Copyrights : 2020 – Films de Force Majeure
Méprisés par les Démocrates, peu enclin à s’aventurer du côté des Républicains et d’un système qui ne profite qu’aux nantis à des hauteurs stellaires, ces petites gens de la misère croupissent dans leur turne, en famille. Ils boivent et se droguent pour oublier le mépris d’une société qui les a physiquement détruits à l’arrivée de leurs grands parents pour profiter des richesses souterraines. Leur péché originel? Avoir été des pionniers valeureux qui ont eu la naïveté de croire que leur engeance allait pouvoir profiter de leur labeur. Encore des stéréotypes? Brian Ritchie les valide.
Portait d’une fin de race
Portrait d’une fin de race, incompatible avec la société urbaine et moderne, inadaptée à l’ouverture sur le monde, The Last Hillbilly, au détour de vers ataviques que Brian Ritchie partage, tel un narrateur omniscient, dépeint la misère totale : financière, physique et morale. La peinture des locaux donne froid dans le dos. Un homme tape sa femme, la blesse au fusil. Il se suicide. Certains essaient de partir pour des études, mais reviennent toujours, inadaptés au monde extérieur. Certains font de la taule. La drogue est là. L’alcool aussi. Dans cette ruralité d’un état sauvage vaste, le courroux du destin ne peut être qu’effroyable.
Confiné à l’air libre
Derrière des moments d’humanité forts, les protagonistes observés, jusqu’aux enfants dans une prison verte et si grise, confinés dans un ennui qui durera bien au-delà d’une épidémie de coronavirus, nous interpellent dans notre confort. Ils nous déstabilisent. Comme pour nos mômes des banlieues qui montrent leur faille et la complexité de leurs souffrances lors d’apartés, de discussion en tête-à-tête, hors du groupe, ces personnalités individualisées, interpellées dans l’intimité, sont autant d’âmes que la société a volontairement égarées et qui semblent condamnées à ne jamais être l’objet d’une cause nationale, de grands plans de relance pour leur faire espérer, au-delà des délires mélagomaniaques d’un autocrate fou, une réinsertion dans une Amérique unie.

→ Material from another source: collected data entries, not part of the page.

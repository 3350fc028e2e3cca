//! Billing handlers - subscription lifecycle, webhook reconciliation, and
//! the one-off payment and plan operations proxied to the gateway.

mod apply_lifecycle;
pub mod callbacks;
mod cancel_subscription;
mod create_subscription;
mod gateway_plans;
mod payments;
mod reconcile_webhook;
mod redirect_callback;

pub use apply_lifecycle::{EffectOutcome, LifecycleApplier};
pub use callbacks::{CallbackUrls, CORRELATION_PARAM};
pub use cancel_subscription::{
    CancelSubscriptionCommand, CancelSubscriptionHandler, CancelSubscriptionResult,
};
pub use create_subscription::{
    CreateSubscriptionCommand, CreateSubscriptionHandler, CreateSubscriptionResult,
};
pub use gateway_plans::{GatewayPlanCommand, GatewayPlansHandler, DEFAULT_PAGE, DEFAULT_PAGE_SIZE};
pub use payments::{PaymentsHandler, SimplePaymentCommand, SimplePaymentResult};
pub use reconcile_webhook::{
    MatchStrategy, ReconcileOutcome, ReconcileWebhookCommand, ReconcileWebhookHandler,
    ReconcileWebhookResult, WebhookSettings,
};
pub use redirect_callback::{
    RedirectCallbackCommand, RedirectCallbackHandler, RedirectCallbackResult, RedirectKind,
};

#[cfg(test)]
pub(crate) mod test_fixtures {
    use super::CallbackUrls;
    use crate::adapters::memory::InMemoryBillingRepository;
    use crate::domain::billing::{FrequencyType, Plan, User};
    use crate::domain::foundation::{PlanId, UserId};

    pub const USER: &str = "user-1";
    pub const PLAN: &str = "plan-pro";

    /// Repository holding user `Ana` (no plan yet) and the monthly `Pro` plan.
    pub async fn seeded_repository() -> InMemoryBillingRepository {
        let repo = InMemoryBillingRepository::new();
        repo.add_user(User {
            id: UserId::new(USER).unwrap(),
            name: "Ana".to_string(),
            email: "ana@example.com".to_string(),
            plan_id: None,
            updated_at: None,
        })
        .await;
        repo.add_plan(Plan {
            id: PlanId::new(PLAN).unwrap(),
            plan_name: "Pro".to_string(),
            description: None,
            price: 19.9,
            currency: "USD".to_string(),
            frequency_type: FrequencyType::Monthly,
            frequency_value: 1,
        })
        .await;
        repo
    }

    pub fn callbacks() -> CallbackUrls {
        CallbackUrls::new(
            "https://billing.example.com",
            Some("https://shop.example.com".to_string()),
        )
    }
}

The Last Hillbilly est sombre de pessimisme
Ce magnifique drame naturaliste sait déstabiliser, jusque dans sa forme et sa musique impressionnante de beauté sombre. Il ose aller au-delà de clivages politiques et des stéréotypes du milieu franco-parisianiste. Il se fait l’écho d’une société complexe où l’on n’ose imaginer la souffrance dissimulée des femmes et des minorités au sein de cette communauté déjà gangrenée, hors de notre temps moderne, et vouée à la disparition dans la honte et l’opprobre.
The Last Hillbilly était le plus hardi des documentaires, son sujet l’un des plus casse-gueule, il en ressort comme l’un des plus forts vus ces dernières années, avec, pour sa scène finale, un appel à l’aide d’un jeune garçon dont la puissance métaphorique est juste inoubliable.